Here are my 6 rules for making money in the slow season:

1. Accept a lower rate, as long as it's fair. During the slow season, I want to be more efficient with my time instead of holding out for a high rate per mile. The demand for trucks is low, so there's no point in wasting too much time haggling over rates. Determine what is fair and try to turn your rate into a win-win for the freight broker and for yourself.

2. Make the best use of your time. With lower rates, I look for easy, convenient loads. I recently took a load for $240 less than another shipment that was almost the same, just because the cheaper load was delivering that same day.
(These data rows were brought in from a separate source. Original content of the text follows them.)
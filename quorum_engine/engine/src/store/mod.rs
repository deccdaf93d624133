//! Record store abstraction for wallets, keys, transactions and verification records.
//! Backends hold opaque versioned blobs; this module layers typed records on top.
//! Every mutation goes through an atomic batch of inserts and compare-and-swaps.

pub mod memory;
pub mod sealed;

use std::fmt;
use std::sync::Arc;

use serde::de::DeserializeOwned;
use serde::{Deserialize, Serialize};
use tracing::debug;

use crate::error::{QuorumError, Result};
use memory::MemoryBackend;
use sealed::SealedBackend;

/// Logical tables, one per entity type.
#[derive(Debug, Clone, Copy, PartialEq, Eq, Hash)]
pub enum Table {
    Wallets,
    Keys,
    Transactions,
    /// Per-wallet index from executed nonce to transaction.
    Nonces,
    Verifications,
}

impl fmt::Display for Table {
    fn fmt(&self, f: &mut fmt::Formatter<'_>) -> fmt::Result {
        let name = match self {
            Table::Wallets => "wallets",
            Table::Keys => "keys",
            Table::Transactions => "transactions",
            Table::Nonces => "nonces",
            Table::Verifications => "verifications",
        };
        f.write_str(name)
    }
}

/// A stored blob and the version it was written at. Versions start at 1.
#[derive(Debug, Clone)]
pub struct RawRecord {
    pub version: u64,
    pub bytes: Vec<u8>,
}

/// One write inside an atomic batch.
#[derive(Debug, Clone)]
pub enum Mutation {
    /// Create a row; fails with `Duplicate` if the id is taken.
    Insert { table: Table, id: String, bytes: Vec<u8> },
    /// Replace a row only if it is still at `expected_version`; fails with `Conflict` otherwise.
    Swap {
        table: Table,
        id: String,
        expected_version: u64,
        bytes: Vec<u8>,
    },
}

/// Pluggable storage backend. Implementations must apply a batch all-or-nothing
/// and return scans in insertion order.
pub trait StoreBackend: Send + Sync {
    fn get(&self, table: Table, id: &str) -> Result<Option<RawRecord>>;
    fn ids(&self, table: Table) -> Result<Vec<String>>;
    fn apply(&self, batch: Vec<Mutation>) -> Result<()>;
}

/// Which backend the engine should run on.
#[derive(Debug, Clone, Copy, PartialEq, Eq, Default, Serialize, Deserialize)]
#[serde(rename_all = "lowercase")]
pub enum StoreMode {
    Memory,
    #[default]
    Sealed,
}

/// An entity that lives in one table under a string id.
pub trait Record: Serialize + DeserializeOwned {
    const TABLE: Table;
    fn record_id(&self) -> String;
}

/// A decoded record together with the version needed to swap it.
#[derive(Debug, Clone)]
pub struct Versioned<T> {
    pub version: u64,
    pub value: T,
}

/// Builder for an atomic multi-record write.
#[derive(Debug, Default)]
pub struct WriteBatch {
    mutations: Vec<Mutation>,
}

impl WriteBatch {
    pub fn new() -> Self {
        Self::default()
    }

    pub fn insert<T: Record>(mut self, record: &T) -> Result<Self> {
        self.mutations.push(Mutation::Insert {
            table: T::TABLE,
            id: record.record_id(),
            bytes: serde_json::to_vec(record)?,
        });
        Ok(self)
    }

    pub fn swap<T: Record>(mut self, expected_version: u64, record: &T) -> Result<Self> {
        self.mutations.push(Mutation::Swap {
            table: T::TABLE,
            id: record.record_id(),
            expected_version,
            bytes: serde_json::to_vec(record)?,
        });
        Ok(self)
    }

    pub fn len(&self) -> usize {
        self.mutations.len()
    }

    pub fn is_empty(&self) -> bool {
        self.mutations.is_empty()
    }
}

/// Typed handle over a shared backend. Cheap to clone.
#[derive(Clone)]
pub struct RecordStore {
    backend: Arc<dyn StoreBackend>,
}

impl RecordStore {
    pub fn new(backend: Arc<dyn StoreBackend>) -> Self {
        Self { backend }
    }

    /// Build a fresh backend for the chosen mode.
    pub fn open(mode: StoreMode) -> Self {
        let backend: Arc<dyn StoreBackend> = match mode {
            StoreMode::Memory => Arc::new(MemoryBackend::new()),
            StoreMode::Sealed => Arc::new(SealedBackend::new()),
        };
        Self::new(backend)
    }

    pub fn load<T: Record>(&self, id: &str) -> Result<Option<Versioned<T>>> {
        match self.backend.get(T::TABLE, id)? {
            Some(raw) => {
                let value = serde_json::from_slice(&raw.bytes)?;
                Ok(Some(Versioned {
                    version: raw.version,
                    value,
                }))
            }
            None => Ok(None),
        }
    }

    /// Like `load`, but a missing row is a `NotFound` error.
    pub fn fetch<T: Record>(&self, id: &str) -> Result<Versioned<T>> {
        self.load(id)?
            .ok_or_else(|| QuorumError::NotFound(format!("{} {}", T::TABLE, id)))
    }

    /// Ids of one table in insertion order.
    pub fn ids<T: Record>(&self) -> Result<Vec<String>> {
        self.backend.ids(T::TABLE)
    }

    /// Every record of one table in insertion order.
    pub fn scan<T: Record>(&self) -> Result<Vec<Versioned<T>>> {
        let mut out = Vec::new();
        for id in self.backend.ids(T::TABLE)? {
            if let Some(record) = self.load::<T>(&id)? {
                out.push(record);
            }
        }
        Ok(out)
    }

    pub fn commit(&self, batch: WriteBatch) -> Result<()> {
        debug!(mutations = batch.len(), "Committing write batch");
        self.backend.apply(batch.mutations)
    }

    /// Read-modify-write of a single record under compare-and-swap.
    /// `f` runs against the latest version on every attempt and may abort with an error.
    pub fn modify<T, F>(&self, id: &str, attempts: u32, mut f: F) -> Result<T>
    where
        T: Record + Clone,
        F: FnMut(&mut T) -> Result<()>,
    {
        for attempt in 1..=attempts.max(1) {
            let current = self.fetch::<T>(id)?;
            let mut next = current.value.clone();
            f(&mut next)?;

            match self.commit(WriteBatch::new().swap(current.version, &next)?) {
                Ok(()) => return Ok(next),
                Err(QuorumError::Conflict(reason)) => {
                    debug!(table = %T::TABLE, id, attempt, %reason, "Swap lost a race, retrying");
                }
                Err(e) => return Err(e),
            }
        }
        Err(QuorumError::Conflict(format!(
            "{} {} kept changing under {} attempts",
            T::TABLE,
            id,
            attempts.max(1)
        )))
    }
}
That meant I had time to pick up another load before I ran out of hours.

3. Position yourself for the next load. The load that always matters the most is the next load you get. When working with a broker who needs to move a load to a place that you might think is hard to get out of, always ask if the broker has any loads in that area. If the answer is yes, you'll get better use of your time.

4. Build new relationships. If you're successful at getting a second load from that broker, you can use that opportunity to start building a new relationship. Handling two consecutive loads is usually enough to establish yourself with a new customer.

5. Avoid bad weather. The best part about running the spot market in the winter is being able to avoid snow and ice storms. I hate driving in bad weather. When I was a company driver, I had to go where the dispatcher sent me, no matter how bad the road conditions were. Now I choose my own loads, and I choose not to take any unnecessary risks with my equipment. During the winter months, I try to stay closer to home and do more local work. That way, it's easier to shut down when the weather turns bad.

6. Be patient — spring is coming. The other nice part about winter is that it doesn't last too long. Every year at the end of March, loads will start to pick back up again.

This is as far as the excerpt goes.